In 1967, Portland Wrestling returned to KPTV. That year, management changed within CBS Television and PNW's regionally broadcast wrestling show was dropped which subsequently led to Harry Elliott's retirement in 1968. Frank Bonnema, an on-air personality in KPTV's sports department, took over the announcing duties at that time, serving as the voice of Portland Wrestling until shortly before his untimely death on October 5, 1982 at age 49.

Despite losing its regionally broadcast television program in 1967, Portland Wrestling was still doing well. In 1968, Owen bought and renovated a bowling alley at 8725 North Chautauqua Boulevard in North Portland, which became the Portland Sports Arena and the new home of Portland Wrestling. The Portland Sports Arena building is still in use as part of a church and is located here: .

====1970s====
The 1970s continued to be good to Portland Wrestling, with the addition of such superstars as Buddy Rose, Matt Borne, Ed Wiskoski, Roddy Piper, Jesse Ventura, Lonnie Mayne, Jimmy Snuka and Stan Stasiak. In 1976, Dutch Savage bought into Don Owen Sports and began promoting PNW cards in the state of Washington. The Owens' promotion faced opposition from several "outlaw promotions" throughout the 1970s, but remained strong. Eventually Owen's reputation as an honest, well-paying promoter drew a more national level of talent to the PNW territory. As the roster grew, so did the number of shows: in addition to Sports Arena tapings and regular weekly stops in Eugene, Oregon and Salem, Oregon, it was not uncommon for the territory to run spot-shows every night of the week.

For several years during the 1970s and 1980s, PNW's Portland Wrestling program was syndicated to stations throughout the Pacific Northwest in an edited 60-minute version known as Big Time Wrestling. Portland Wrestling was a rather basic television production even by 1970s standards: the program did not air in color until 1972. Even after that, it would occasionally still be produced in black and white if KPTV was airing a Portland Trail Blazers home game on a Saturday night, as the station had only one live production truck capable of broadcasting in color.
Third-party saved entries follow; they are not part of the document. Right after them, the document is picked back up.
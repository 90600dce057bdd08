//! Shared helpers for pulling emitted modules apart in tests.

use std::collections::HashSet;

/// One decoded instruction: opcode plus the operand words after the
/// header.
pub struct Instruction {
    pub opcode: u16,
    pub operands: Vec<u32>,
}

/// Parses the module and asserts the structural invariants: magic and
/// version words, exact instruction framing with no overruns or gaps,
/// unique result ids, ids defined before their structural uses, and an
/// id bound of max result id plus one.
pub fn check_module(words: &[u32]) -> Vec<Instruction> {
    assert!(words.len() >= 5, "module shorter than its header");
    assert_eq!(words[0], 0x0723_0203, "bad magic");
    assert_eq!(words[1], 0x0001_0000, "bad version");
    assert_eq!(words[2], 0, "generator should be zero");
    assert_eq!(words[4], 0, "schema should be zero");

    let mut instructions = Vec::new();
    let mut i = 5;
    while i < words.len() {
        let header = words[i];
        let count = (header >> 16) as usize;
        let opcode = (header & 0xffff) as u16;
        assert!(count >= 1, "zero-length instruction at word {i}");
        assert!(i + count <= words.len(), "instruction overruns the module");
        instructions.push(Instruction {
            opcode,
            operands: words[i + 1..i + count].to_vec(),
        });
        i += count;
    }
    assert_eq!(i, words.len(), "trailing words after the last instruction");

    let mut defined = HashSet::new();
    let mut max_id = 0u32;
    for inst in &instructions {
        let (type_pos, result_pos) = id_positions(inst.opcode);
        if let Some(p) = type_pos {
            let ty = inst.operands[p];
            assert!(
                defined.contains(&ty),
                "opcode {} uses type id {ty} before its definition",
                inst.opcode
            );
        }
        if let Some(p) = result_pos {
            let id = inst.operands[p];
            assert!(defined.insert(id), "result id {id} defined twice");
            max_id = max_id.max(id);
        }
        // OpStore has no result; both of its operands must exist.
        if inst.opcode == 62 {
            for &id in &inst.operands[..2] {
                assert!(defined.contains(&id), "store references undefined id {id}");
            }
        }
    }
    assert_eq!(words[3], max_id + 1, "id bound mismatch");
    instructions
}

/// Where the result-type and result-id words sit for the opcodes the
/// backend emits.
fn id_positions(opcode: u16) -> (Option<usize>, Option<usize>) {
    match opcode {
        // OpExtInstImport, type declarations, OpLabel.
        11 | 19..=25 | 27 | 28 | 30 | 32 | 33 | 248 => (None, Some(0)),
        // Everything with a result type followed by a result id.
        12 | 41..=44 | 54 | 59 | 61 | 65 | 79..=81 | 87 | 126..=148 | 207 | 208 => {
            (Some(0), Some(1))
        }
        _ => (None, None),
    }
}

pub fn find<'a>(instructions: &'a [Instruction], opcode: u16) -> Vec<&'a Instruction> {
    instructions
        .iter()
        .filter(|inst| inst.opcode == opcode)
        .collect()
}

pub fn find_one<'a>(instructions: &'a [Instruction], opcode: u16) -> &'a Instruction {
    let found = find(instructions, opcode);
    assert_eq!(found.len(), 1, "expected exactly one opcode {opcode}");
    found[0]
}

/// Decodes a NUL-terminated packed string; returns it together with the
/// number of words it occupied.
pub fn decode_string(words: &[u32]) -> (String, usize) {
    let mut bytes = Vec::new();
    let mut consumed = 0;
    'outer: for &word in words {
        consumed += 1;
        for byte in word.to_le_bytes() {
            if byte == 0 {
                break 'outer;
            }
            bytes.push(byte);
        }
    }
    (String::from_utf8(bytes).expect("non-utf8 string"), consumed)
}
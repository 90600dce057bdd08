//! Variables — addressable storage the shader reads and writes.

use crate::arena::Handle;
use crate::expr::Expression;
use crate::types::ShaderType;

/// The descriptor kind of a buffer variable.
#[derive(Clone, Copy, Debug, Hash, Eq, PartialEq)]
pub enum BufferKind {
    /// Read-only uniform buffer.
    Uniform,
    /// Storage buffer.
    Storage,
}

/// Builtins available on vertex-stage inputs.
#[derive(Clone, Copy, Debug, Hash, Eq, PartialEq)]
pub enum AttributeBuiltin {
    VertexIndex,
    InstanceIndex,
}

/// Builtins available on inter-stage varyings.
#[derive(Clone, Copy, Debug, Hash, Eq, PartialEq)]
pub enum InterpolantBuiltin {
    /// Clip-space position.
    Position,
    PointSize,
    FragCoord,
}

/// Builtins available on fragment outputs.
#[derive(Clone, Copy, Debug, Hash, Eq, PartialEq)]
pub enum FragmentBuiltin {
    FragDepth,
}

/// Dimensionality of a sampled image.
#[derive(Clone, Copy, Debug, Hash, Eq, PartialEq, Ord, PartialOrd)]
pub enum ImageDims {
    D1 = 1,
    D2 = 2,
    D3 = 3,
}

impl ImageDims {
    /// Number of coordinate components needed to sample.
    pub fn coord_count(self) -> u32 {
        self as u32
    }
}

/// A variable node.
///
/// `StructMember` and `ArrayMember` are access-chain steps into a parent
/// variable; the rest declare fresh storage.
#[derive(Clone, Debug)]
pub enum Variable {
    /// An externally bound buffer at `(set, slot)`.
    Buffer {
        set: u32,
        slot: u32,
        kind: BufferKind,
        ty: ShaderType,
    },
    /// A member of a struct-typed parent variable.
    StructMember {
        parent: Handle<Variable>,
        index: u32,
    },
    /// A dynamically indexed element of an array-typed parent variable.
    ArrayMember {
        parent: Handle<Variable>,
        index: Handle<Expression>,
    },
    /// A stage input at the vertex boundary.
    Attribute {
        location: u32,
        builtin: Option<AttributeBuiltin>,
        ty: ShaderType,
    },
    /// An inter-stage varying: written by one stage, read by the next.
    Interpolant {
        location: u32,
        builtin: Option<InterpolantBuiltin>,
        ty: ShaderType,
    },
    /// The `array<f32, 2>` inner tessellation level builtin.
    TessLevelInner,
    /// The `array<f32, 4>` outer tessellation level builtin.
    TessLevelOuter,
    /// A fragment-stage output.
    Fragment {
        location: u32,
        builtin: Option<FragmentBuiltin>,
        ty: ShaderType,
    },
    /// An externally bound sampled image at `(set, slot)`. `ty` is the
    /// declared sample result type (scalar or vector).
    SampledImage {
        set: u32,
        slot: u32,
        dims: ImageDims,
        ty: ShaderType,
    },
}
Between 1976 and 1985, "Playboy" Buddy Rose became famous for drawing more money than any other wrestler in the history of Portland Wrestling. In 1982 and 1983, Rose wrestled for the WWF, but on his days off he returned to the Northwest and worked one-night stands for Don Owen. Rose was credited with sold-out venues on both the East and West coasts. In 1978, Rose was the United States Champion for Roy Shire Promotions in the San Francisco Bay area. As a team, he and Ed Wiskoski became NWA World Tag Team Champions, defending title matches up and down the West Coast for Don Owen, Roy Shire and Los Angeles promoter Mike LeBell. Beginning in the late 1970s, Rose feuded with Rowdy Roddy Piper in a multi-year-long angle, with the highlight being Rose stealing Piper's kilt and burning it in the Sports Arena's balcony/press row in 1981. Fans watching the match on TV called 911 and firefighters were dispatched to the arena, only to find the building in fine condition when they arrived. (Shows were shot "live to tape" at that time, with little editing and commercials inserted while the program was being shot.)

====1980s====

Wrestling on television became a hot commodity during the 1980s. In 1982, Elton Owen, who had continued working in the family business as his brother Don's right-hand man, retired. Elton died a short time later. Don's son Barry Owen began promoting in Washington. He would then take over promoting the weekly Friday night shows in Eugene as well as spot shows, eventually promoting most of the shows which had previously been promoted by Elton.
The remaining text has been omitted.